---------- DATA TO EXAMINE ----------

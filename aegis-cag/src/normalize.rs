//! Query normalization and id derivation (spec §4.6 step 1).

use aegis_core::CacheEntryId;
use sha2::{Digest, Sha256};

/// Lowercase, collapse internal whitespace runs to a single space, strip
/// trailing punctuation, and fold common accented characters to their
/// unaccented form.
pub fn normalize(query: &str) -> String {
    let lowered = query.to_lowercase();
    let folded: String = lowered.chars().map(fold_diacritic).collect();
    let collapsed = folded.split_whitespace().collect::<Vec<_>>().join(" ");
    collapsed.trim_end_matches(|c: char| c.is_ascii_punctuation()).to_string()
}

fn fold_diacritic(c: char) -> char {
    match c {
        'á' | 'à' | 'â' | 'ä' | 'ã' | 'å' => 'a',
        'é' | 'è' | 'ê' | 'ë' => 'e',
        'í' | 'ì' | 'î' | 'ï' => 'i',
        'ó' | 'ò' | 'ô' | 'ö' | 'õ' => 'o',
        'ú' | 'ù' | 'û' | 'ü' => 'u',
        'ñ' => 'n',
        'ç' => 'c',
        other => other,
    }
}

pub fn query_id(normalized: &str) -> CacheEntryId {
    let digest = Sha256::digest(normalized.as_bytes());
    let mut bytes = [0u8; 32];
    bytes.copy_from_slice(&digest);
    CacheEntryId::from_digest(&bytes)
}
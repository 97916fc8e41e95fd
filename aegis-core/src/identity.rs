//! Type-safe entity identifiers.
//!
//! Every id in the agent core is a UUID newtype so that, for instance, a
//! `SessionId` can never be passed where a `UserId` is expected. All ids are
//! UUIDv7 by default so they sort by creation time.

use serde::{Deserialize, Serialize};
use std::fmt;
use std::hash::Hash;
use std::str::FromStr;
use uuid::Uuid;

/// Trait implemented by every typed entity id.
pub trait EntityIdType:
    Copy + Clone + Eq + PartialEq + Hash + fmt::Debug + fmt::Display + FromStr + Send + Sync + 'static
{
    /// Human-readable name of the entity this id identifies (e.g. "user").
    const ENTITY_NAME: &'static str;

    /// Wrap a raw UUID.
    fn new(uuid: Uuid) -> Self;

    /// Unwrap to the underlying UUID.
    fn as_uuid(&self) -> Uuid;

    /// Generate a fresh, timestamp-sortable id.
    fn generate() -> Self {
        Self::new(Uuid::now_v7())
    }

    /// The all-zeros id, used as a sentinel.
    fn nil() -> Self {
        Self::new(Uuid::nil())
    }
}

/// Error returned when parsing a typed id from a string fails.
#[derive(Debug, Clone)]
pub struct EntityIdParseError {
    pub entity_name: &'static str,
    pub input: String,
    pub source: uuid::Error,
}

impl fmt::Display for EntityIdParseError {
    fn fmt(&self, f: &mut fmt::Formatter<'_>) -> fmt::Result {
        write!(
            f,
            "failed to parse {} id from '{}': {}",
            self.entity_name, self.input, self.source
        )
    }
}

impl std::error::Error for EntityIdParseError {
    fn source(&self) -> Option<&(dyn std::error::Error + 'static)> {
        Some(&self.source)
    }
}

macro_rules! define_entity_id {
    ($name:ident, $entity:literal, $doc:literal) => {
        #[doc = $doc]
        #[derive(Clone, Copy, PartialEq, Eq, Hash, Serialize, Deserialize)]
        #[serde(transparent)]
        pub struct $name(Uuid);

        impl EntityIdType for $name {
            const ENTITY_NAME: &'static str = $entity;

            fn new(uuid: Uuid) -> Self {
                Self(uuid)
            }

            fn as_uuid(&self) -> Uuid {
                self.0
            }
        }

        impl fmt::Debug for $name {
            fn fmt(&self, f: &mut fmt::Formatter<'_>) -> fmt::Result {
                write!(f, "{}({})", stringify!($name), self.0)
            }
        }

        impl fmt::Display for $name {
            fn fmt(&self, f: &mut fmt::Formatter<'_>) -> fmt::Result {
                write!(f, "{}", self.0)
            }
        }

        impl FromStr for $name {
            type Err = EntityIdParseError;

            fn from_str(s: &str) -> Result<Self, Self::Err> {
                Uuid::parse_str(s)
                    .map(Self)
                    .map_err(|source| EntityIdParseError {
                        entity_name: $entity,
                        input: s.to_string(),
                        source,
                    })
            }
        }

        impl From<Uuid> for $name {
            fn from(uuid: Uuid) -> Self {
                Self(uuid)
            }
        }
    };
}

define_entity_id!(UserId, "user", "Identifies a user account.");
define_entity_id!(SessionId, "session", "Identifies a login session.");
define_entity_id!(AuditEntryId, "audit_entry", "Identifies an audit log entry.");
define_entity_id!(DocumentId, "document", "Identifies a document chunk in the vector store.");
define_entity_id!(CacheEntryId, "cache_entry", "Identifies a cache entry (sha256 of the normalized query, re-encoded as a UUID-shaped id is NOT used — see `CacheEntryId::from_qid`).");
define_entity_id!(MemoryItemId, "memory_item", "Identifies a memory item across episodic/semantic/procedural/working stores.");

impl CacheEntryId {
    /// Cache entry ids are `sha256(normalized_query)`, not random UUIDs;
    /// this constructs the id deterministically from that digest so lookups
    /// are id-equality checks.
    pub fn from_digest(digest: &[u8; 32]) -> Self {
        // Fold the 32-byte digest into a UUID-shaped 16 bytes (first 16 bytes
        // of the digest) so the digest remains recoverable for debugging via
        // `Display` while keeping `CacheEntryId` a `Copy` newtype.
        let mut bytes = [0u8; 16];
        bytes.copy_from_slice(&digest[0..16]);
        Self(Uuid::from_bytes(bytes))
    }
}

----------

--- THE TASK ---
Wherever "UserId" turns up in the records, copy the whole line.

--- COMPLETED EXERCISE ---
//! `SessionId` can never be passed where a `UserId` is expected. All ids are
define_entity_id!(UserId, "user", "Identifies a user account.");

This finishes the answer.